- Prachi Singh |
Primark, part of the Associated British Foods has said that sales for the full year are expected to be 9 percent ahead of last year at constant currency. Like-for-like sales are expected to be minus 2 percent, affected by unseasonable weather - warm weather in the pre-Christmas period and a very cold March and April.
Primark said, while Ireland delivered a strong performance throughout the year, Spain, France and Austria traded well and the Netherlands and Germany improved. The UK performance was in line with the group with good trading in periods of more typically seasonal weather. As a result of the weakening of sterling, the company expects sales at actual exchange rates to be 11 percent ahead of last year.

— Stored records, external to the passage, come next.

//! # Customer Repository
//!
//! Database operations for customers.
//!
//! Customers are the root of the order graph: orders reference them by id,
//! so deleting a customer with orders fails with a foreign key violation
//! rather than orphaning history.

use chrono::Utc;
use sqlx::SqlitePool;
use tracing::debug;

use crate::error::{DbError, DbResult};
use meridian_core::validation::{validate_code, validate_email, validate_name};
use meridian_core::{Customer, NewCustomer};

/// Repository for customer database operations.
///
/// ## Usage
/// ```rust,ignore
/// let repo = CustomerRepository::new(pool);
///
/// let customer = repo.create(draft).await?;
/// let found = repo.get_by_code("CUST-0042").await?;
/// ```
#[derive(Debug, Clone)]
pub struct CustomerRepository {
    pool: SqlitePool,
}

impl CustomerRepository {
    /// Creates a new CustomerRepository.
    pub fn new(pool: SqlitePool) -> Self {
        CustomerRepository { pool }
    }

    /// Creates a customer.
    ///
    /// ## Returns
    /// * `Ok(Customer)` - Inserted customer with its assigned id
    /// * `Err(DbError::UniqueViolation)` - Code already exists
    /// * `Err(DbError::Validation)` - Draft rejected before any SQL ran
    pub async fn create(&self, draft: NewCustomer) -> DbResult<Customer> {
        validate_code("customer code", &draft.code)?;
        validate_name(&draft.name)?;
        if let Some(email) = &draft.email {
            validate_email(email)?;
        }

        debug!(code = %draft.code, "Inserting customer");

        let registered_at = Utc::now();

        let result = sqlx::query(
            r#"
            INSERT INTO customers (code, name, email, phone, address, registered_at)
            VALUES (?1, ?2, ?3, ?4, ?5, ?6)
            "#,
        )
        .bind(&draft.code)
        .bind(&draft.name)
        .bind(&draft.email)
        .bind(&draft.phone)
        .bind(&draft.address)
        .bind(registered_at)
        .execute(&self.pool)
        .await?;

        Ok(Customer {
            id: result.last_insert_rowid(),
            code: draft.code,
            name: draft.name,
            email: draft.email,
            phone: draft.phone,
            address: draft.address,
            registered_at,
        })
    }

    /// Gets a customer by its id.
    ///
    /// ## Returns
    /// * `Ok(Some(Customer))` - Customer found
    /// * `Ok(None)` - Customer not found
    pub async fn get_by_id(&self, id: i64) -> DbResult<Option<Customer>> {
        let customer = sqlx::query_as::<_, Customer>(
            r#"
            SELECT id, code, name, email, phone, address, registered_at
            FROM customers
            WHERE id = ?1
            "#,
        )
        .bind(id)
        .fetch_optional(&self.pool)
        .await?;

        Ok(customer)
    }

    /// Gets a customer by its business code.
    pub async fn get_by_code(&self, code: &str) -> DbResult<Option<Customer>> {
        let customer = sqlx::query_as::<_, Customer>(
            r#"
            SELECT id, code, name, email, phone, address, registered_at
            FROM customers
            WHERE code = ?1
            "#,
        )
        .bind(code)
        .fetch_optional(&self.pool)
        .await?;

        Ok(customer)
    }

    /// Lists all customers, sorted by name.
    pub async fn list(&self) -> DbResult<Vec<Customer>> {
        let customers = sqlx::query_as::<_, Customer>(
            r#"
            SELECT id, code, name, email, phone, address, registered_at
            FROM customers
            ORDER BY name
            "#,
        )
        .fetch_all(&self.pool)
        .await?;

        Ok(customers)
    }

    /// Updates a customer's fields by id.
    ///
    /// `registered_at` is immutable and not part of the update.
    ///
    /// ## Returns
    /// * `Ok(())` - Update successful
    /// * `Err(DbError::NotFound)` - Customer doesn't exist
    pub async fn update(&self, customer: &Customer) -> DbResult<()> {
        validate_code("customer code", &customer.code)?;
        validate_name(&customer.name)?;
        if let Some(email) = &customer.email {
            validate_email(email)?;
        }

        debug!(id = %customer.id, "Updating customer");

        let result = sqlx::query(
            r#"
            UPDATE customers SET
                code = ?2,
                name = ?3,
                email = ?4,
                phone = ?5,
                address = ?6
            WHERE id = ?1
            "#,
        )
        .bind(customer.id)
        .bind(&customer.code)
        .bind(&customer.name)
        .bind(&customer.email)
        .bind(&customer.phone)
        .bind(&customer.address)
        .execute(&self.pool)
        .await?;

        if result.rows_affected() == 0 {
            return Err(DbError::not_found("Customer", customer.id.to_string()));
        }

        Ok(())
    }

    /// Deletes a customer.
    ///
    /// ## Returns
    /// * `Ok(())` - Deleted
    /// * `Err(DbError::NotFound)` - Customer doesn't exist
    /// * `Err(DbError::ForeignKeyViolation)` - Customer still has orders
    pub async fn delete(&self, id: i64) -> DbResult<()> {
        debug!(id = %id, "Deleting customer");

        let result = sqlx::query("DELETE FROM customers WHERE id = ?1")
            .bind(id)
            .execute(&self.pool)
            .await?;

        if result.rows_affected() == 0 {
            return Err(DbError::not_found("Customer", id.to_string()));
        }

        Ok(())
    }

    /// Counts customers (for diagnostics).
    pub async fn count(&self) -> DbResult<i64> {
        let count: i64 = sqlx::query_scalar("SELECT COUNT(*) FROM customers")
            .fetch_one(&self.pool)
            .await?;

        Ok(count)
    }
}

// =============================================================================
// Unit Tests
// =============================================================================

#[cfg(test)]
mod tests {
    use super::*;
    use crate::pool::{Database, DbConfig};

    async fn test_db() -> Database {
        Database::new(DbConfig::in_memory()).await.unwrap()
    }

    fn draft(code: &str, name: &str) -> NewCustomer {
        NewCustomer {
            code: code.to_string(),
            name: name.to_string(),
            email: Some(format!("{}@example.com", code.to_lowercase())),
            phone: None,
            address: None,
        }
    }

    #[tokio::test]
    async fn test_create_and_get() {
        let db = test_db().await;

        let created = db.customers().create(draft("CUST-1", "Acme Corp")).await.unwrap();
        assert!(created.id > 0);

        let by_id = db.customers().get_by_id(created.id).await.unwrap().unwrap();
        assert_eq!(by_id.code, "CUST-1");
        assert_eq!(by_id.name, "Acme Corp");
        assert_eq!(by_id.email.as_deref(), Some("cust-1@example.com"));

        let by_code = db.customers().get_by_code("CUST-1").await.unwrap().unwrap();
        assert_eq!(by_code.id, created.id);
    }

    #[tokio::test]
    async fn test_get_missing_returns_none() {
        let db = test_db().await;
        assert!(db.customers().get_by_id(999).await.unwrap().is_none());
        assert!(db.customers().get_by_code("NOPE").await.unwrap().is_none());
    }

    #[tokio::test]
    async fn test_duplicate_code_rejected() {
        let db = test_db().await;
        db.customers().create(draft("CUST-1", "First")).await.unwrap();

        let err = db.customers().create(draft("CUST-1", "Second")).await.unwrap_err();
        assert!(matches!(err, DbError::UniqueViolation { .. }));
    }

    #[tokio::test]
    async fn test_invalid_draft_rejected_before_sql() {
        let db = test_db().await;

        let mut bad = draft("CUST-1", "Acme");
        bad.name = "   ".to_string();
        let err = db.customers().create(bad).await.unwrap_err();
        assert!(matches!(err, DbError::Validation(_)));

        assert_eq!(db.customers().count().await.unwrap(), 0);
    }

    #[tokio::test]
    async fn test_update() {
        let db = test_db().await;
        let mut customer = db.customers().create(draft("CUST-1", "Acme")).await.unwrap();

        customer.name = "Acme Industries".to_string();
        customer.phone = Some("555-0100".to_string());
        db.customers().update(&customer).await.unwrap();

        let reloaded = db.customers().get_by_id(customer.id).await.unwrap().unwrap();
        assert_eq!(reloaded.name, "Acme Industries");
        assert_eq!(reloaded.phone.as_deref(), Some("555-0100"));
        assert_eq!(reloaded.registered_at, customer.registered_at);
    }

    #[tokio::test]
    async fn test_update_missing_is_not_found() {
        let db = test_db().await;
        let ghost = Customer {
            id: 42,
            code: "CUST-42".to_string(),
            name: "Ghost".to_string(),
            email: None,
            phone: None,
            address: None,
            registered_at: Utc::now(),
        };

        let err = db.customers().update(&ghost).await.unwrap_err();
        assert!(matches!(err, DbError::NotFound { .. }));
    }

    #[tokio::test]
    async fn test_delete() {
        let db = test_db().await;
        let customer = db.customers().create(draft("CUST-1", "Acme")).await.unwrap();

        db.customers().delete(customer.id).await.unwrap();
        assert!(db.customers().get_by_id(customer.id).await.unwrap().is_none());

        let err = db.customers().delete(customer.id).await.unwrap_err();
        assert!(matches!(err, DbError::NotFound { .. }));
    }

    #[tokio::test]
    async fn test_list_sorted_by_name() {
        let db = test_db().await;
        db.customers().create(draft("CUST-2", "Zenith")).await.unwrap();
        db.customers().create(draft("CUST-1", "Acme")).await.unwrap();

        let all = db.customers().list().await.unwrap();
        assert_eq!(all.len(), 2);
        assert_eq!(all[0].name, "Acme");
        assert_eq!(all[1].name, "Zenith");
    }
}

Second half witnesses aggressive retail expansion
The operating profit margin this year is expected to be close to that achieved in the first half. The company also noted that transactional impact on Primark’s margins from the weakening of sterling against the US dollar, particularly since the EU referendum, will have no effect in this financial year as a result of its practice of taking out forward currency contracts when garment purchase orders are placed. However, it expects the margin to be adversely affected in the new financial year at current exchange rates.
During this financial year, the company would be operating 315 stores. A net 22 new stores have been opened and there have been two temporary relocations in Oxford and Grimsby pending redevelopment. The second half of the year was a very active period with the opening of 16 new stores. New stores this year comprised of first store in Italy, at Arese northwest of Milan, Spanish flagship on Gran Via in Madrid, three stores in each of France and the Netherlands, seven in the UK, four stores in the northeast of the US and a store in each of Germany, Portugal and Austria.
Four stores were extended including a 49,000 sq. ft. increase in the selling space at Creteil in Paris, which doubled the size of the store only two years after its opening. In the US, Primark says that though awareness about the brand started at a low level, it has continued to grow. The company is encouraged by the most recent openings in the regional malls at Danbury, Willow Grove and Freehold Raceway.
1.3 million sq. ft. of new space is currently planned to be opened next year. Five stores are planned for Germany, two more Italian stores in Florence and Brescia, and notably an 89,000 sq. ft. store in the centre of Amsterdam. Three more stores will be opened in the northeast of the US, bringing the total to eight, and an extension to the Downtown Crossing store in Boston is planned. A 32,000 sq. ft. extension to the Oxford Street East store will also be opened ahead of the Christmas period.
Group earnings per share expected to be ahead
The underlying operating performance of the group has been ahead of the company’s expectation in the second half and the further weakening of sterling during the period since the EU referendum has resulted in a translation benefit. With no material transactional effect in the period, as a result of forward currency purchases and fixed contracts, the company’s expectation for the full year results is now for earnings per share to be marginally ahead of last year.
If current sterling exchange rates continue, the company expects it to have both positive and negative effects on the group’s operating profit next year. There would be an adverse transactional effect on the profit margin on Primark’s UK sales, a favourable transactional effect on British Sugar’s margins and a translation benefit on group profits earned outside the UK.